Por Maura Silva
Da Página do MST

Fotos: Mídia Ninja

Com bandeiras, cartazes e palavras de ordem, cerca de três mil pessoas se concentraram em frente à sede da rede Globo de televisão e seguiram em marcha até o Consulado de Israel, nesse sábado (19/07) em mais um ato contra o massacre à Faixa de Gaza.

O ato unificado, organizado pela Frente Palestina de São Paulo, contou com a participação de movimentos sociais como o MST e o MTST e entidades árabes de apoio ao povo palestino. O objetivo foi denunciar as atrocidades cometidas por Israel contra os palestinos e a defesa de uma Palestina livre, laica e democrática para todos.

Para Henrique Sanchez, do Movimento Palestina para Todos (Mopat), além de pedir o fim imediato dos ataques à Gaza, ações como essa são de grande valia para trazer à tona os massacres perpetrados por Israel na Palestina.

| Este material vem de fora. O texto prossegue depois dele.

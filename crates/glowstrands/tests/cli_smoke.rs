use std::fs;
use std::process::Command;

use tempfile::TempDir;

const PNG_MAGIC: &[u8] = b"\x89PNG\r\n\x1a\n";

#[test]
fn help_lists_render_flags() {
    let output = Command::new(env!("CARGO_BIN_EXE_glowstrands"))
        .arg("--help")
        .output()
        .expect("failed to run glowstrands --help");

    assert!(output.status.success());
    let stdout = String::from_utf8_lossy(&output.stdout);
    for flag in ["--config", "--size", "--strands", "--fps", "--still-export", "--still-time"] {
        assert!(stdout.contains(flag), "help is missing {flag}");
    }
}

#[test]
fn still_export_writes_png() {
    let root = TempDir::new().unwrap();
    let scene = root.path().join("scene.toml");
    fs::write(
        &scene,
        r#"
[strands]
count = 2
table_length = 12

[[stops]]
position = 0.0
color = "navy"
opacity = 0.0

[[stops]]
position = 0.5
color = "aqua"
opacity = 1.0
"#,
    )
    .unwrap();
    let output_path = root.path().join("frames").join("still.png");

    let status = Command::new(env!("CARGO_BIN_EXE_glowstrands"))
        .arg("--config")
        .arg(&scene)
        .args(["--size", "96x64", "--still-time", "1.5", "--still-export"])
        .arg(&output_path)
        .status()
        .expect("failed to run glowstrands --still-export");

    assert!(status.success());
    let bytes = fs::read(&output_path).unwrap();
    assert!(bytes.starts_with(PNG_MAGIC));
}

#[test]
fn invalid_scene_fails_with_message() {
    let root = TempDir::new().unwrap();
    let scene = root.path().join("scene.toml");
    fs::write(&scene, "version = 7\n").unwrap();

    let output = Command::new(env!("CARGO_BIN_EXE_glowstrands"))
        .arg("--config")
        .arg(&scene)
        .args(["--still-export"])
        .arg(root.path().join("never.png"))
        .output()
        .expect("failed to run glowstrands with a bad scene");

    assert!(!output.status.success());
    let stderr = String::from_utf8_lossy(&output.stderr);
    assert!(stderr.contains("unsupported config version 7"), "stderr: {stderr}");
    assert!(!root.path().join("never.png").exists());
}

"O ato foi marcado pela unidade entre diversos movimentos sociais solidários à causa palestina, entidades representativas das comunidades palestina e islâmica na solidariedade ao povo palestino, que resiste ao atual massacre sobre Gaza, mantendo sua luta histórica contra a ocupação e o colonialismo israelense.", diz Henrique. Nenhum funcionário do Consulado se manifestou durante o ato, que foi pacífico.

Organizações de apoio à Palestina no Rio Grande do Sul, Brasília, Londrina e Curitiba também realizaram atos de solidariedade e contra o massacre israelense.

Ataques

100 palestinos morreram em um bombardeio no bairro de Shajaya na periferia de Gaza, nesse domingo (20/07), que foi considerado o dia mais sangrento desde o início das ofensivas há duas semanas.

O exército israelense justificou o ataque em área civil, alegando que Shajaya é um bairro perto da fronteira onde o Hamas tem posicionado seus foguetes, os seus túneis e centros de comando. 

Desde a última quinta-feira (17/07), o Exército israelense começou sua incursão terrestre à Faixa de Gaza. Deste então o número de mortes subiu para 548 e os feridos já somam os 3.000. Os descolados, segundo a ONU, já são 65.000, número superior ao massacre de 2008-2009 que teve 1.400 palestinos mortos.

Hospitais, escolas e centro de apoio estão sendo indiscriminadamente bombardeados, o que levou a Cruz Vermelha Internacional (CICV), a pedir uma trégua humanitária de três horas para socorrer os feridos e recolher parte dos corpos.